Let $R:=\mathbb{Z}[i]$. Prove that every nonzero prime ideal $\mathfrak{P}$ of $R$ belongs to one of the following families:
$\mathfrak{P}=(1+i)R$
$\mathfrak{P}=(a+bi)R$ where $a,b\in\mathbb{Z}$ and $a^2+b^2$ is an odd prime $p$ which is congruent to $1$ modulo $4$
$\mathfrak{P}=pR$ where $p$ is an odd prime which is congruent to $3$ modulo $4$.
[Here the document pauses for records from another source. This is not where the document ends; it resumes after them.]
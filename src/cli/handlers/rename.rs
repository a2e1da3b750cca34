// src/cli/handlers/rename.rs

use anyhow::{Result, anyhow};
use clap::Parser;
use colored::*;
use dialoguer::{Input, theme::ColorfulTheme};

use crate::{cli::handlers::commons, state::AppContext};

#[derive(Parser, Debug, Default)]
#[command(no_binary_name = true, about = "Renames a registered script.")]
struct RenameArgs {
    /// Current name of the script. Prompted for if omitted.
    name: Option<String>,
    /// The new name. Prompted for if omitted.
    new_name: Option<String>,
}

/// Renames an entry.
pub fn handle(args: Vec<String>, ctx: &mut AppContext) -> Result<()> {
    let rename_args = RenameArgs::try_parse_from(&args)?;
    let entry = commons::resolve_entry(ctx, rename_args.name)?;

    let new_name = match rename_args.new_name {
        Some(name) => name,
        None => Input::with_theme(&ColorfulTheme::default())
            .with_prompt(t!("rename.prompt.new_name"))
            .with_initial_text(entry.name.clone())
            .interact_text()?,
    };
    let new_name = new_name.trim().to_string();
    if new_name.is_empty() {
        return Err(anyhow!(t!("error.empty_name")));
    }

    if new_name == entry.name {
        println!(
            "\n{}",
            format!(t!("rename.info.no_change"), name = new_name).yellow()
        );
        return Ok(());
    }

    if !ctx.registry.update_name(&entry, &new_name)? {
        ctx.registry.load()?;
        return Err(commons::stale_entry(&entry.name));
    }

    commons::print_success(&format!(
        t!("rename.success"),
        old_name = entry.name,
        new_name = new_name.cyan()
    ));
    Ok(())
}
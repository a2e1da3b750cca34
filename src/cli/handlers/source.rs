// src/cli/handlers/source.rs

use anyhow::Result;
use clap::Parser;
use colored::*;
use dialoguer::{Input, theme::ColorfulTheme};

use crate::{cli::handlers::commons, state::AppContext};

#[derive(Parser, Debug, Default)]
#[command(no_binary_name = true, about = "Points a script entry at another file.")]
struct SourceArgs {
    /// Name of the script. Prompted for if omitted.
    name: Option<String>,
    /// Path to the new script file. Prompted for if omitted.
    path: Option<String>,
}

/// Points an entry at another script file.
pub fn handle(args: Vec<String>, ctx: &mut AppContext) -> Result<()> {
    let source_args = SourceArgs::try_parse_from(&args)?;
    let entry = commons::resolve_entry(ctx, source_args.name)?;

    let raw = match source_args.path {
        Some(path) => path,
        None => Input::with_theme(&ColorfulTheme::default())
            .with_prompt(t!("source.prompt.path"))
            .with_initial_text(entry.source.display().to_string())
            .interact_text()?,
    };
    let new_source = commons::absolutize(&raw);

    if !new_source.is_file() || !ctx.settings.is_script_file(&new_source) {
        eprintln!(
            "\n{}",
            format!(t!("common.warning.not_a_script"), path = new_source.display()).yellow()
        );
    }

    if !ctx.registry.update_source(&entry, &new_source)? {
        ctx.registry.load()?;
        return Err(commons::stale_entry(&entry.name));
    }

    commons::print_success(&format!(
        t!("source.success"),
        name = entry.name.cyan(),
        path = new_source.display()
    ));
    Ok(())
}
// src/core/paths.rs

//! Location of the data directory and of every file inside it.

use std::env;
use std::path::{Path, PathBuf};
use thiserror::Error;

use crate::constants::{
    COUNTER_FILENAME, DATA_DIR_ENV, DATA_DIR_NAME, EXAMPLE_DIR_NAME, LOG_FILENAME,
    REGISTRY_FILENAME, SETTINGS_FILENAME,
};

/// Errors raised while locating the data directory.
#[derive(Error, Debug)]
pub enum PathError {
    /// No override was given and the home directory is unknown.
    #[error("Could not find the home directory.")]
    HomeDirNotFound,
    /// `~` or `$VAR` in the override could not be expanded.
    #[error("Failed to expand data directory '{template}': {reason}")]
    Expansion {
        /// The path as given.
        template: String,
        /// Why expansion failed.
        reason: String,
    },
}

/// Every file location the application touches, derived from one data directory.
///
/// Built once at startup and handed to the components by reference.
#[derive(Debug, Clone, PartialEq, Eq)]
pub struct DataPaths {
    root: PathBuf,
}

impl DataPaths {
    /// Uses `root` as the data directory as-is.
    pub fn new(root: impl Into<PathBuf>) -> Self {
        Self { root: root.into() }
    }

    /// Resolves the data directory with clear priority:
    /// explicit override > `SCRIPTDECK_DATA_DIR` > `~/.scriptdeck`.
    ///
    /// Overrides may use `~` and `$VAR`.
    pub fn resolve(override_dir: Option<&str>) -> Result<Self, PathError> {
        let from_env = env::var(DATA_DIR_ENV).ok().filter(|v| !v.trim().is_empty());
        match override_dir.map(str::to_string).or(from_env) {
            Some(template) => Ok(Self::new(expand(&template)?)),
            None => {
                let home = dirs::home_dir().ok_or(PathError::HomeDirNotFound)?;
                Ok(Self::new(home.join(DATA_DIR_NAME)))
            }
        }
    }

    /// The data directory itself.
    pub fn root(&self) -> &Path {
        &self.root
    }

    /// The registry, one script per line.
    pub fn registry_file(&self) -> PathBuf {
        self.root.join(REGISTRY_FILENAME)
    }

    /// The file holding the execution counter.
    pub fn counter_file(&self) -> PathBuf {
        self.root.join(COUNTER_FILENAME)
    }

    /// `settings.toml`.
    pub fn settings_file(&self) -> PathBuf {
        self.root.join(SETTINGS_FILENAME)
    }

    /// `app.log`.
    pub fn log_file(&self) -> PathBuf {
        self.root.join(LOG_FILENAME)
    }

    /// Directory of the starter script written on first run.
    pub fn example_dir(&self) -> PathBuf {
        self.root.join(EXAMPLE_DIR_NAME)
    }
}

fn expand(template: &str) -> Result<PathBuf, PathError> {
    let expanded = shellexpand::full(template).map_err(|e| PathError::Expansion {
        template: template.to_string(),
        reason: e.to_string(),
    })?;
    Ok(PathBuf::from(expanded.into_owned()))
}

#[cfg(test)]
mod tests {
    use super::*;

    #[test]
    fn test_file_locations_derive_from_root() {
        let paths = DataPaths::new("/data/deck");
        assert_eq!(paths.registry_file(), PathBuf::from("/data/deck/.config.txt"));
        assert_eq!(paths.counter_file(), PathBuf::from("/data/deck/.data.txt"));
        assert_eq!(paths.settings_file(), PathBuf::from("/data/deck/settings.toml"));
        assert_eq!(paths.log_file(), PathBuf::from("/data/deck/app.log"));
        assert_eq!(paths.example_dir(), PathBuf::from("/data/deck/example"));
    }

    #[test]
    fn test_explicit_override_wins_and_expands_home() {
        let paths = DataPaths::resolve(Some("~/custom-deck")).unwrap();
        let home = dirs::home_dir().unwrap();
        assert_eq!(paths.root(), home.join("custom-deck"));
    }
}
Hint: in case 3), let $\alpha\in R$ be written as $c+id$ with $c,d\in\mathbb{Z}$ and suppose $\alpha\notin\mathfrak{P}$. Consider $\alpha\overline{\alpha}=c^2+d^2$; prove that $p$ does not divide $c^2+d^2$, so that there exists an integer $e$ such that $(c^2+d^2)e=1\bmod p$. Conclude that $\alpha\cdot\overline{\alpha}e=1\bmod\mathfrak{P}$.
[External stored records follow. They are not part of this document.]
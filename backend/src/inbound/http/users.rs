//! Account handlers: sign up, sign in and sign out.
//!
//! ```text
//! GET    /users/sign_up
//! POST   /users            {"email":"name@name.com","password":"12345678","passwordConfirmation":"12345678"}
//! GET    /users/sign_in
//! POST   /users/sign_in    {"email":"name@name.com","password":"12345678"}
//! DELETE /users/sign_out
//! ```

use actix_web::{HttpResponse, web};
use serde::{Deserialize, Serialize};
use tracing::{debug, info};

use crate::domain::ports::RegistrationOutcome;
use crate::domain::{ErrorCode, LoginCredentials, SignUpDetails};
use crate::inbound::http::ApiResult;
use crate::inbound::http::routes::RESTAURANTS_PATH;
use crate::inbound::http::session::SessionContext;
use crate::inbound::http::state::HttpState;
use crate::inbound::http::views::{RedirectView, SignInFormView, SignUpFormView};

pub const SIGNED_UP_NOTICE: &str = "Welcome! You have signed up successfully.";
pub const SIGNED_IN_NOTICE: &str = "Signed in successfully.";
pub const SIGNED_OUT_NOTICE: &str = "Signed out successfully.";
pub const INVALID_SIGN_IN_ALERT: &str = "Invalid email or password.";

/// Sign-in body.
#[derive(Debug, Clone, Default, Deserialize, Serialize, utoipa::ToSchema)]
pub struct SignInForm {
    #[serde(default)]
    #[schema(example = "name@name.com")]
    pub email: String,
    #[serde(default)]
    #[schema(example = "12345678")]
    pub password: String,
}

/// Sign-up body. The confirmation is also accepted as
/// `password_confirmation` for form posts.
#[derive(Debug, Clone, Default, Deserialize, Serialize, utoipa::ToSchema)]
#[serde(rename_all = "camelCase")]
pub struct SignUpForm {
    #[serde(default)]
    #[schema(example = "name@name.com")]
    pub email: String,
    #[serde(default)]
    pub password: String,
    #[serde(default, alias = "password_confirmation")]
    pub password_confirmation: String,
}

type Body<T> = web::Either<web::Json<T>, web::Form<T>>;

fn into_inner<T>(body: Body<T>) -> T {
    match body {
        web::Either::Left(json) => json.into_inner(),
        web::Either::Right(form) => form.into_inner(),
    }
}

/// Blank sign-up form.
#[utoipa::path(
    get,
    path = "/users/sign_up",
    responses((status = 200, description = "Sign-up form", body = SignUpFormView)),
    tags = ["users"],
    operation_id = "signUpForm",
    security([])
)]
pub async fn sign_up_form() -> web::Json<SignUpFormView> {
    web::Json(SignUpFormView::new("", &[]))
}

/// Register an account and sign it in.
#[utoipa::path(
    post,
    path = "/users",
    request_body = SignUpForm,
    responses(
        (status = 302, description = "Registered and signed in", body = RedirectView,
            headers(("Set-Cookie" = String, description = "Session cookie"))),
        (status = 200, description = "Rejected; form redisplayed with errors", body = SignUpFormView),
        (status = 503, description = "Account store unavailable", body = crate::inbound::http::schemas::ErrorSchema)
    ),
    tags = ["users"],
    operation_id = "register",
    security([])
)]
pub async fn register(
    state: web::Data<HttpState>,
    session: SessionContext,
    body: Body<SignUpForm>,
) -> ApiResult<HttpResponse> {
    let form = into_inner(body);
    let details =
        match SignUpDetails::try_from_parts(&form.email, &form.password, &form.password_confirmation)
        {
            Ok(details) => details,
            Err(errors) => {
                debug!(count = errors.len(), "sign up rejected by validation");
                return Ok(HttpResponse::Ok().json(SignUpFormView::new(form.email, &errors)));
            }
        };

    match state.registration.register(&details).await? {
        RegistrationOutcome::Registered(user_id) => {
            session.sign_in(&user_id)?;
            info!(user_id = %user_id, "account registered");
            Ok(RedirectView::to(RESTAURANTS_PATH)
                .with_notice(SIGNED_UP_NOTICE)
                .into_response())
        }
        RegistrationOutcome::Rejected(errors) => {
            Ok(HttpResponse::Ok().json(SignUpFormView::new(form.email, &errors)))
        }
    }
}

/// Blank sign-in form.
#[utoipa::path(
    get,
    path = "/users/sign_in",
    responses((status = 200, description = "Sign-in form", body = SignInFormView)),
    tags = ["users"],
    operation_id = "signInForm",
    security([])
)]
pub async fn sign_in_form() -> web::Json<SignInFormView> {
    web::Json(SignInFormView::new("", None))
}

/// Authenticate and establish a session.
#[utoipa::path(
    post,
    path = "/users/sign_in",
    request_body = SignInForm,
    responses(
        (status = 302, description = "Signed in", body = RedirectView,
            headers(("Set-Cookie" = String, description = "Session cookie"))),
        (status = 200, description = "Invalid credentials; form redisplayed with an alert", body = SignInFormView),
        (status = 503, description = "Account store unavailable", body = crate::inbound::http::schemas::ErrorSchema)
    ),
    tags = ["users"],
    operation_id = "signIn",
    security([])
)]
pub async fn sign_in(
    state: web::Data<HttpState>,
    session: SessionContext,
    body: Body<SignInForm>,
) -> ApiResult<HttpResponse> {
    let form = into_inner(body);
    let rejected = |email: String| {
        HttpResponse::Ok().json(SignInFormView::new(
            email,
            Some(INVALID_SIGN_IN_ALERT.to_owned()),
        ))
    };

    let Ok(credentials) = LoginCredentials::try_from_parts(&form.email, &form.password) else {
        return Ok(rejected(form.email));
    };

    match state.login.authenticate(&credentials).await {
        Ok(user_id) => {
            session.sign_in(&user_id)?;
            Ok(RedirectView::to(RESTAURANTS_PATH)
                .with_notice(SIGNED_IN_NOTICE)
                .into_response())
        }
        Err(error) if error.code() == ErrorCode::Unauthorized => Ok(rejected(form.email)),
        Err(error) => Err(error),
    }
}

/// End the session.
#[utoipa::path(
    delete,
    path = "/users/sign_out",
    responses(
        (status = 302, description = "Signed out", body = RedirectView,
            headers(("Set-Cookie" = String, description = "Expired session cookie")))
    ),
    tags = ["users"],
    operation_id = "signOut",
    security([])
)]
pub async fn sign_out(session: SessionContext) -> HttpResponse {
    session.sign_out();
    RedirectView::to(RESTAURANTS_PATH)
        .with_notice(SIGNED_OUT_NOTICE)
        .into_response()
}
//! Async connection pool for Diesel PostgreSQL connections.
//!
//! Wraps a `bb8` pool of `diesel-async` connections so repositories never
//! block the runtime and only see [`PoolError`] on failure.

use std::time::Duration;

use diesel_async::AsyncPgConnection;
use diesel_async::pooled_connection::AsyncDieselConnectionManager;
use diesel_async::pooled_connection::bb8::{Pool, PooledConnection};

const DEFAULT_MAX_SIZE: u32 = 10;
const DEFAULT_MIN_IDLE: u32 = 1;
const DEFAULT_CONNECTION_TIMEOUT: Duration = Duration::from_secs(30);

/// Errors that can occur during pool operations.
#[derive(Debug, Clone, PartialEq, Eq, thiserror::Error)]
pub enum PoolError {
    /// Failed to check out a connection from the pool.
    #[error("failed to get connection from pool: {message}")]
    Checkout { message: String },

    /// Failed to build the connection pool.
    #[error("failed to build connection pool: {message}")]
    Build { message: String },
}

impl PoolError {
    /// Create a checkout error with the given message.
    pub fn checkout(message: impl Into<String>) -> Self {
        Self::Checkout {
            message: message.into(),
        }
    }

    /// Create a build error with the given message.
    pub fn build(message: impl Into<String>) -> Self {
        Self::Build {
            message: message.into(),
        }
    }
}

/// Configuration for the database connection pool.
///
/// # Examples
/// ```
/// use std::time::Duration;
/// use yelp::outbound::persistence::PoolConfig;
///
/// let config = PoolConfig::new("postgres://localhost/yelp")
///     .with_max_size(4)
///     .with_connection_timeout(Duration::from_secs(5));
/// assert_eq!(config.max_size(), 4);
/// ```
#[derive(Debug, Clone)]
pub struct PoolConfig {
    database_url: String,
    max_size: u32,
    min_idle: Option<u32>,
    connection_timeout: Duration,
}

impl PoolConfig {
    /// Create a configuration for `database_url` with default limits.
    pub fn new(database_url: impl Into<String>) -> Self {
        Self {
            database_url: database_url.into(),
            max_size: DEFAULT_MAX_SIZE,
            min_idle: Some(DEFAULT_MIN_IDLE),
            connection_timeout: DEFAULT_CONNECTION_TIMEOUT,
        }
    }

    /// Set the maximum number of connections in the pool.
    #[must_use]
    pub fn with_max_size(mut self, max_size: u32) -> Self {
        self.max_size = max_size;
        self
    }

    /// Set the minimum number of idle connections to maintain.
    #[must_use]
    pub fn with_min_idle(mut self, min_idle: Option<u32>) -> Self {
        self.min_idle = min_idle;
        self
    }

    /// Set the connection checkout timeout.
    #[must_use]
    pub fn with_connection_timeout(mut self, timeout: Duration) -> Self {
        self.connection_timeout = timeout;
        self
    }

    /// Database URL the pool connects to.
    pub fn database_url(&self) -> &str {
        &self.database_url
    }

    /// Maximum pool size.
    pub fn max_size(&self) -> u32 {
        self.max_size
    }
}

/// Shared pool of PostgreSQL connections.
#[derive(Clone)]
pub struct DbPool {
    inner: Pool<AsyncPgConnection>,
}

impl DbPool {
    /// Build a pool from `config`.
    ///
    /// # Errors
    ///
    /// Returns [`PoolError::Build`] when the pool cannot be constructed.
    pub async fn new(config: PoolConfig) -> Result<Self, PoolError> {
        let manager = AsyncDieselConnectionManager::<AsyncPgConnection>::new(config.database_url);

        let pool = Pool::builder()
            .max_size(config.max_size)
            .min_idle(config.min_idle)
            .connection_timeout(config.connection_timeout)
            .build(manager)
            .await
            .map_err(|err| PoolError::build(err.to_string()))?;

        Ok(Self { inner: pool })
    }

    /// Check out a connection.
    ///
    /// # Errors
    ///
    /// Returns [`PoolError::Checkout`] if no connection becomes available
    /// within the configured timeout.
    pub async fn get(&self) -> Result<PooledConnection<'_, AsyncPgConnection>, PoolError> {
        self.inner
            .get()
            .await
            .map_err(|err| PoolError::checkout(err.to_string()))
    }
}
I can't understand the hints that i'm given. I've proved that $p$ doesn't divide $c^2+d^2$, in fact $p=3\bmod 4$ implies that $p$ is also a Gaussian prime, so if it divides $c^2+d^2=(c+di)(c-di)$ then it should divide one of the two factors, which is impossible.
Hence, being $p$ a rational prime, not dividing $c^2+d^2$, it must be coprime to $c^2+d^2$ so that there exists $e$ such that etc. etc.
And now? I have proven that $\alpha$ is invertible modulo $\mathfrak{P}$. How can i use this?